Hi all,
I am hoping to get your thoughts on dealing with some severe sequence duplication in my data. For context, I have single-end 100bp 3RAD data from a few catfish species, none of which have reference genomes. My goal is to use stacks denovo to call SNPs for population genomic analyses.
I've run FastQC on these samples (trimmed adapters and standardized length of 85bp using trimmomatic), and they still show an abnormal GC curve which I believe is due to overrepresented sequences. The most common overrepresented sequences BLASTs to a related catfish's ribosomal DNA. I have read that removing duplicates from single-end data is unreliable, but I am unsure how to proceed with this data, whether it be cleaning it up before stacks or filtering it out during ustacks or something.
I have added the FASTQC files for some of my samples to this repo: https://github.com/SarahBabaei/FastQC
Any advice would be appreciated, thank you in advance!!
With a specialized technique like 3RAD sequencing FastQC is of limited value. It is coded for "normal" genomic sequencing and the various test limits are from that reference. You should probably go ahead with your STACKs workflow and not worry about the FastQC results.

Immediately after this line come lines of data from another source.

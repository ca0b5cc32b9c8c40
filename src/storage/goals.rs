//! Savings goal repository

use std::path::PathBuf;

use crate::error::{SpendPaceError, SpendPaceResult};
use crate::models::{OwnerId, SavingsGoal, SavingsGoalId};

use super::collection::{find_by_id_prefix, Collection};

fn goal_id(goal: &SavingsGoal) -> Option<&str> {
    goal.id.as_ref().map(|id| id.as_str())
}

/// Repository for savings goal persistence
pub struct SavingsGoalRepository {
    collection: Collection<SavingsGoal>,
}

impl SavingsGoalRepository {
    pub fn new(path: PathBuf) -> Self {
        Self {
            collection: Collection::new(path),
        }
    }

    pub fn load(&self) -> SpendPaceResult<()> {
        self.collection.load()
    }

    pub fn save(&self) -> SpendPaceResult<()> {
        self.collection.save()
    }

    pub fn for_owner(&self, owner: &OwnerId) -> SpendPaceResult<Vec<SavingsGoal>> {
        self.collection.for_owner(owner)
    }

    /// Validate and insert a goal, assigning an id if it has none
    pub fn add(&self, mut goal: SavingsGoal) -> SpendPaceResult<SavingsGoal> {
        goal.validate()?;

        if goal.id.is_none() {
            goal.id = Some(SavingsGoalId::generate());
        }

        tracing::info!(name = %goal.name, target = %goal.target_amount, "savings goal added");
        self.collection.push(goal.clone())?;
        Ok(goal)
    }

    /// Find an owner's goal by id or unique id prefix
    pub fn find(&self, owner: &OwnerId, id: &str) -> SpendPaceResult<SavingsGoal> {
        let records = self.collection.read()?;
        find_by_id_prefix(records.as_slice(), owner, id, goal_id)?
            .map(|index| records[index].clone())
            .ok_or_else(|| SpendPaceError::goal_not_found(id))
    }

    /// Validate and replace a stored goal, matched by owner and full id
    pub fn update(&self, goal: SavingsGoal) -> SpendPaceResult<SavingsGoal> {
        goal.validate()?;
        let id = goal
            .id
            .clone()
            .ok_or_else(|| SpendPaceError::Validation("Savings goal has no id".into()))?;

        let mut records = self.collection.write()?;
        let stored = records
            .iter_mut()
            .find(|g| g.owner == goal.owner && g.id.as_ref() == Some(&id))
            .ok_or_else(|| SpendPaceError::goal_not_found(id.as_str()))?;
        *stored = goal.clone();

        tracing::info!(
            id = %id,
            current = %goal.current_amount,
            target = %goal.target_amount,
            "savings goal updated"
        );
        Ok(goal)
    }

    /// Remove an owner's goal by id or unique id prefix
    pub fn delete(&self, owner: &OwnerId, id: &str) -> SpendPaceResult<SavingsGoal> {
        let mut records = self.collection.write()?;
        let index = find_by_id_prefix(records.as_slice(), owner, id, goal_id)?
            .ok_or_else(|| SpendPaceError::goal_not_found(id))?;

        let removed = records.remove(index);
        tracing::info!(id = %id, name = %removed.name, "savings goal deleted");
        Ok(removed)
    }
}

If you are interested in de-duplicating the data then you can use
clumpify.sh
from BBMap suite which can do this purely based on sequence without having to do alignments. See --> Introducing Clumpify: Create 30% Smaller, Faster Gzipped Fastq Files. And remove duplicates.Thank you for your reply! Do you think this might be due to trimming? Some of my samples have what FastQC categorizes as Illumina adapters in the overrepresented sequences, so I was thinking maybe I'm not preprocessing my sequences enough.